Existing not as a remake, but a hybrid of a reboot/sequel, the film follows an entirely new set of characters set during three different timelines, traced through 2004 to 2006 (during which the events of the first two films took place.) Running at just shy of 100 minutes, the film allows for little to no character development, and odd assortment of casting choices, and cheesy jump scares that leave the audience rolling their eyes.
As we see the malevolent supernatural force referred to as “Juon,” meaning “Grudge,” manifest in newfound ways, we also see what happens when the violent curse goes cross-continent, making its way to the states. Attached to a nurse, the force follows a young caregiver named Fiona Landers (played by Tara Westwood,) back home, creating a new infectious haunting, with the sinister forces becoming violent and fatal against those who encounter it. The film seems to have no motive. Said to have gone through production-hell, it sat in film purgatory for several years before its release. Those few years, however, weren’t spent polishing up the lackluster script and generic storyline that leaves audience members seemingly disappointed.
While the first film, of the same title and directed by Takashi Schimizu, wasn’t exactly a stellar remake that left critics raving, it made a splash and was part of a horror cinematic movement that revolutionized the way these films were created. It featured an interesting plot, introduced characters that were allowed development, and of its time, produced some pretty rad jump scares. With the latest entry, is just seems like the filmmakers regurgitated what worked with the first film, in some aspects, even recreating iconic scenes from the original (the fingers coming out of the protagonists head while they shower to create a creepy and frightening visual.)
Another downfall of the film is that is just seems to be incomplete and choppy. The story wasn’t properly fleshed out, and its ties to the original plot points were so lightly touched on, I honestly wasn’t sure if this film was supposed to be a remake, a reboot, a sequel, or a spinoff. Trying to connect different timelines, if done correctly, can create a really interesting narrative thread throughout a film. However, it just didn’t work here. The casting, also consisting of Andrea Riseborough, Demian Bichir, Lin Shaye and John Cho making out the roster of main and supporting characters, didn’t seem quite right. A lot of the scenes seemed forced, and the horror element of the overall feature really suffered because of this.
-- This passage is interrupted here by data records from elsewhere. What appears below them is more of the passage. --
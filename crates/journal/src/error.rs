use std::path::{Path, PathBuf};
use thiserror::Error;

pub type Result<T> = std::result::Result<T, JournalError>;

#[derive(Error, Debug)]
pub enum JournalError {
    #[error("IO error: {0}")]
    IoError(#[from] std::io::Error),

    #[error("Failed to append to {}: {source}", path.display())]
    Append {
        path: PathBuf,
        #[source]
        source: std::io::Error,
    },

    #[error("Failed to read {}: {source}", path.display())]
    Read {
        path: PathBuf,
        #[source]
        source: std::io::Error,
    },

    #[error("Serialization error: {0}")]
    Serialization(#[from] serde_json::Error),
}

impl JournalError {
    pub(crate) fn append(path: &Path, source: std::io::Error) -> Self {
        Self::Append {
            path: path.to_path_buf(),
            source,
        }
    }

    pub(crate) fn read(path: &Path, source: std::io::Error) -> Self {
        Self::Read {
            path: path.to_path_buf(),
            source,
        }
    }
}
On a positive note, I was excited to see that the film garnered a “R” rating from the MPAA. With this notion, I was led to believe that I was in for some real scares and squirms, as its predeceasing films received a “PG-13” rating. This rating seemed only to be for intense and unnecessary gore and short attempts of adding a horror element that exists purely for shock value. In the midst of a rise in reboots, remakes, and spinoffs, an original idea is hard to come by. But, remaking or rebooting a film can be done correctly. This just isn’t the case with Pesce’s latest film, as it falls short in every expectation I had when settling into the theatre. That being said, the year is still young, and I’m sure many more remakes, reboots, and sequels are going to make their way to the screens, so all we can hope for is that the next one is better than the last.